[Stored items]
▶

//! HTTP verb admission.

use axum::{
    body::Body,
    http::{Method, Request},
};

use super::AdmissionError;
use crate::pipeline::{Admitted, Rejection, Stage};

/// Rejects every method outside a fixed set, whether or not a route exists
/// for the path.
#[derive(Debug, Clone)]
pub struct MethodGate {
    allowed: Vec<Method>,
}

impl MethodGate {
    /// Deployment default: GET, POST and HEAD, plus OPTIONS when cross-origin
    /// requests are enabled.
    pub fn for_deployment(cors_enabled: bool) -> Self {
        let mut allowed = vec![Method::GET, Method::POST, Method::HEAD];
        if cors_enabled {
            allowed.push(Method::OPTIONS);
        }
        Self { allowed }
    }

    pub fn allowed(&self) -> &[Method] {
        &self.allowed
    }

    pub fn check(&self, method: &Method) -> Result<(), AdmissionError> {
        if self.allowed.contains(method) {
            Ok(())
        } else {
            Err(AdmissionError::MethodNotAllowed {
                method: method.clone(),
                allowed: self.allowed.clone(),
            })
        }
    }
}

impl Stage for MethodGate {
    fn name(&self) -> &'static str {
        "method"
    }

    fn inspect(&self, req: &mut Request<Body>) -> Result<Admitted, Rejection> {
        self.check(req.method())?;
        Ok(Admitted::pass())
    }
}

◀

The line with "pub fn check(&self, method: &Method)" marks where to start. Transcribe from there through the final line of the records, exactly and with nothing added.

**ANSWER SECTION:**
    pub fn check(&self, method: &Method) -> Result<(), AdmissionError> {
        if self.allowed.contains(method) {
            Ok(())
        } else {
            Err(AdmissionError::MethodNotAllowed {
                method: method.clone(),
                allowed: self.allowed.clone(),
            })
        }
    }
}

impl Stage for MethodGate {
    fn name(&self) -> &'static str {
        "method"
    }

    fn inspect(&self, req: &mut Request<Body>) -> Result<Admitted, Rejection> {
        self.check(req.method())?;
        Ok(Admitted::pass())
    }
}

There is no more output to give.